Las Vegas Sun

April 25, 2024

Other Voices:

U.S. needs refugees as much as they need us

What does it mean to be an American? To me, it means to exist at all.

A family friend recently sent my mother an article from the Brooklyn Daily Eagle, published Nov. 25, 1910. It describes a “Wolf Izwasczikow” waiting desperately at Ellis Island to hear from his brother in Chicago or sister and brother-in-law in Brooklyn. For immigration officials to admit him to the United States, Wolf needed his relatives to prove they had enough money to support him.

When Wolf’s sister found out, she raced to grab her husband and then sped to the immigrant station to produce the monetary evidence.

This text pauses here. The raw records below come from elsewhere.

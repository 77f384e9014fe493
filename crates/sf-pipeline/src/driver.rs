//! Pipeline driver: sequences the schema, load and transform phases
//!
//! Ordering is drops, creates, both loads, dimension populations, fact
//! population. The two loads run concurrently and must both succeed before
//! any population starts; the dimension populations run concurrently.

use crate::error::PipelineResult;
use crate::lifecycle::SchemaManager;
use crate::loader::{run_load, LoadConfig};
use crate::report::{CheckReport, Phase, RunReport, StepResult};
use crate::transform::TransformEngine;
use sf_check::{catalog_checks, CheckRunner};
use sf_db::Warehouse;
use std::sync::Arc;
use std::time::Instant;

/// Options for `etl` and `run`
#[derive(Debug, Clone)]
pub struct RunOptions {
    /// Run data-quality checks after the transform phase
    pub checks: bool,
    /// Violating rows kept per failed check
    pub sample_limit: usize,
}

impl Default for RunOptions {
    fn default() -> Self {
        Self {
            checks: true,
            sample_limit: sf_check::runner::DEFAULT_SAMPLE_LIMIT,
        }
    }
}

/// A configured pipeline bound to one warehouse
pub struct Pipeline {
    name: String,
    warehouse: Arc<dyn Warehouse>,
    load_config: LoadConfig,
}

impl Pipeline {
    pub fn new(warehouse: Arc<dyn Warehouse>, load_config: LoadConfig) -> Self {
        Self {
            name: "starflow".to_string(),
            warehouse,
            load_config,
        }
    }

    /// Name recorded on run reports
    pub fn with_name(mut self, name: impl Into<String>) -> Self {
        self.name = name.into();
        self
    }

    pub fn warehouse(&self) -> &dyn Warehouse {
        self.warehouse.as_ref()
    }

    pub fn load_config(&self) -> &LoadConfig {
        &self.load_config
    }

    fn new_report(&self) -> RunReport {
        RunReport::new(&self.name, self.warehouse.db_type())
    }

    /// Drop and recreate every table
    pub async fn reset(&self) -> RunReport {
        let mut report = self.new_report();
        if let Err(e) = self.reset_into(&mut report).await {
            report.abort(&e);
        }
        report.finish();
        report
    }

    /// Load staging, populate the star schema, then optionally check it
    pub async fn etl(&self, options: &RunOptions) -> RunReport {
        let mut report = self.new_report();
        self.etl_into(&mut report, options).await;
        report.finish();
        report
    }

    /// `reset` followed by `etl`, on one report
    pub async fn run(&self, options: &RunOptions) -> RunReport {
        let mut report = self.new_report();
        match self.reset_into(&mut report).await {
            Ok(()) => self.etl_into(&mut report, options).await,
            Err(e) => report.abort(&e),
        }
        report.finish();
        report
    }

    /// Run the catalog checks against the current warehouse contents
    pub async fn check(&self, sample_limit: usize) -> CheckReport {
        log::info!("Running data-quality checks");
        let (results, summary) = CheckRunner::new(self.warehouse.as_ref())
            .with_sample_limit(sample_limit)
            .run_all(&catalog_checks())
            .await;
        CheckReport { summary, results }
    }

    async fn reset_into(&self, report: &mut RunReport) -> PipelineResult<()> {
        log::info!("Schema phase on {}", self.warehouse.db_type());
        SchemaManager::new(self.warehouse.as_ref())
            .reset(report)
            .await
    }

    async fn etl_into(&self, report: &mut RunReport, options: &RunOptions) {
        if let Err(e) = self.load_into(report).await {
            report.abort(&e);
            return;
        }

        log::info!("Transform phase");
        let steps = TransformEngine::new(self.warehouse.as_ref()).run_all().await;
        report.steps.extend(steps);

        if options.checks {
            report.checks = Some(self.check(options.sample_limit).await);
        }
    }

    async fn load_into(&self, report: &mut RunReport) -> PipelineResult<()> {
        log::info!("Load phase");
        let warehouse = self.warehouse.as_ref();
        let credential = &self.load_config.credential;
        let events = self.load_config.events_job();
        let songs = self.load_config.songs_job();

        let start = Instant::now();
        let (events_result, songs_result) = tokio::join!(
            run_load(warehouse, &events, credential),
            run_load(warehouse, &songs, credential)
        );

        let mut first_error = None;
        for (job, result) in [(&events, events_result), (&songs, songs_result)] {
            match result {
                Ok(step) => report.push(step),
                Err(e) => {
                    log::error!("{e}");
                    report.push(StepResult::error(
                        Phase::Load,
                        "load",
                        job.table.name,
                        &e,
                        start.elapsed(),
                    ));
                    first_error.get_or_insert(e);
                }
            }
        }

        match first_error {
            Some(e) => Err(e),
            None => Ok(()),
        }
    }
}

#[cfg(test)]
#[path = "driver_test.rs"]
mod tests;
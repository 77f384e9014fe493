//! CLI argument definitions using clap derive API

use clap::{Args, Parser, Subcommand, ValueEnum};

/// Starflow - load song-play logs and build a star schema
#[derive(Parser, Debug)]
#[command(name = "sf")]
#[command(author, version, about, long_about = None)]
pub struct Cli {
    /// Global options
    #[command(flatten)]
    pub global: GlobalArgs,

    /// Subcommand to execute
    #[command(subcommand)]
    pub command: Commands,
}

/// Global arguments available to all commands
#[derive(Args, Debug, Clone)]
pub struct GlobalArgs {
    /// Enable verbose (debug) logging
    #[arg(short, long, global = true)]
    pub verbose: bool,

    /// Path to project directory
    #[arg(short = 'p', long, global = true, default_value = ".")]
    pub project_dir: String,

    /// Override config file path
    #[arg(short, long, global = true)]
    pub config: Option<String>,

    /// Target from the config's `targets` section (falls back to SF_TARGET)
    #[arg(short, long, global = true)]
    pub target: Option<String>,
}

/// Available subcommands
#[derive(Subcommand, Debug)]
pub enum Commands {
    /// Drop and recreate every table
    Reset(ResetArgs),

    /// Load staging tables and populate the star schema
    Etl(EtlArgs),

    /// Reset, then etl
    Run(EtlArgs),

    /// Print the SQL a run would execute
    Plan(PlanArgs),

    /// Run data-quality checks against the current tables
    Check(CheckArgs),
}

/// Output formats for run-style commands
#[derive(ValueEnum, Debug, Clone, Copy, PartialEq, Eq, Default)]
pub enum OutputFormat {
    /// Human-readable step list
    #[default]
    Text,
    /// Run report as JSON
    Json,
}

/// Arguments for the reset command
#[derive(Args, Debug)]
pub struct ResetArgs {
    /// Output format
    #[arg(short, long, value_enum, default_value = "text")]
    pub output: OutputFormat,
}

/// Arguments for the etl and run commands
#[derive(Args, Debug)]
pub struct EtlArgs {
    /// Skip data-quality checks after the transform phase
    #[arg(long)]
    pub skip_checks: bool,

    /// Output format
    #[arg(short, long, value_enum, default_value = "text")]
    pub output: OutputFormat,
}

/// Which phases `plan` renders
#[derive(ValueEnum, Debug, Clone, Copy, PartialEq, Eq)]
pub enum PlanPhase {
    Schema,
    Load,
    Transform,
    All,
}

/// SQL dialects `plan` can render
#[derive(ValueEnum, Debug, Clone, Copy, PartialEq, Eq)]
pub enum DialectArg {
    Redshift,
    Duckdb,
}

/// Arguments for the plan command
#[derive(Args, Debug)]
pub struct PlanArgs {
    /// Dialect to render (default: the config's `dialect`)
    #[arg(short, long, value_enum)]
    pub dialect: Option<DialectArg>,

    /// Phase to render
    #[arg(long, value_enum, default_value = "all")]
    pub phase: PlanPhase,

    /// Output format
    #[arg(short, long, value_enum, default_value = "text")]
    pub output: OutputFormat,
}

/// Arguments for the check command
#[derive(Args, Debug)]
pub struct CheckArgs {
    /// Violating rows shown per failed check (default: from config)
    #[arg(long)]
    pub sample_limit: Option<usize>,

    /// Output format
    #[arg(short, long, value_enum, default_value = "text")]
    pub output: OutputFormat,
}

#[cfg(test)]
#[path = "cli_test.rs"]
mod tests;
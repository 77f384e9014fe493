//! Reset command implementation

use anyhow::Result;

use crate::cli::{GlobalArgs, ResetArgs};
use crate::commands::common::finish_report;
use crate::context::RuntimeContext;

/// Drop and recreate every table
pub async fn execute(args: &ResetArgs, global: &GlobalArgs) -> Result<()> {
    let ctx = RuntimeContext::new(global)?;
    let report = ctx.pipeline()?.reset().await;
    finish_report(&report, args.output)
}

By the time the Daily Eagle went to print, it was unclear if she had acted in time and if Wolf would be admitted — or deported back to Russia, where he faced certain execution for having fled being drafted into the Russian Imperial Army.

As a child, I never knew anyone by the name “Wolf Izwasczikow.” But it’s because my great-grandfather Willie Essikoff (sometimes also endearingly called “Grandpa Mustache”) wasn’t deported back to face Russian execution, and instead found refuge in the United States, that I exist at all today, along with my siblings, mother, uncle, cousins and so on.

I exist because the United States gave my family refuge. I am certain ours is not the only family that literally owes our lives to our country. Especially in this season of Passover, as Jews across the United States celebrate the ancient Hebrews’ escape from slavery in Egypt, I hope Jewish (and non-Jewish) Americans pause to reflect on the past year’s debates regarding the Syrian refugee crisis.

The traditional Passover ceremony, called the Seder, follows a guidebook called the Haggadah. One of the iconic stories in the Haggadah tells parents how to teach four types of children about the story and meaning of Passover. To the youngest child, parents are to fulfill the commandments of Exodus 13:8: “You shall tell your son on that day, saying, ‘It is because of what the Lord did for me when I came out of Egypt.’” Thus the Seder tasks us to live as if we ourselves were rescued from Egypt, not just on that day, but instead, as Deuteronomy 16:3 elaborates, to “remember the day when you went out of the land of Egypt all the days of your life.”

This mandate is a (if not the) central lesson of one of the most important events in the Jewish calendar. However, many, if not most, of us Jewish-Americans (as well as millions of other Americans) don’t need to reach back 5,000 years through the mists of time and latch on to the words of ancient texts. Instead, we can remember the very tangible significance of the Statue of Liberty and the United States to our great-grandparents, grandparents or even parents to realize our solemn obligation to continue fulfilling our country’s exceptional mission in history.

If America had turned away my great-grandfather Willie, he would have been deported and killed. I wouldn’t have been born. How can I — how can we — the immediate progeny of Jewish (and Irish, Chinese, Ukrainian, Cuban, Salvadoran, Sudanese, Vietnamese, Indian, Afghan ...) refugees do anything but ardently support America as a refuge for today’s Wolf Izwasczikows? Without America, I wouldn’t exist at all. But if the United States weren’t the welcoming home for all of us children of refugees otherwise doomed to death, America wouldn’t exist at all, either. Refugees need America, and America needs itsrefugees.

Jonathan Morgenstein is a Marine Corps veteran and a fellow at the Truman National Security Project, and a founder and CEO of Empowerment Solar, a for-profit social business designing and installing distributed solar electric systems for Palestinian businesses in the West Bank. He wrote this for insidesources.com.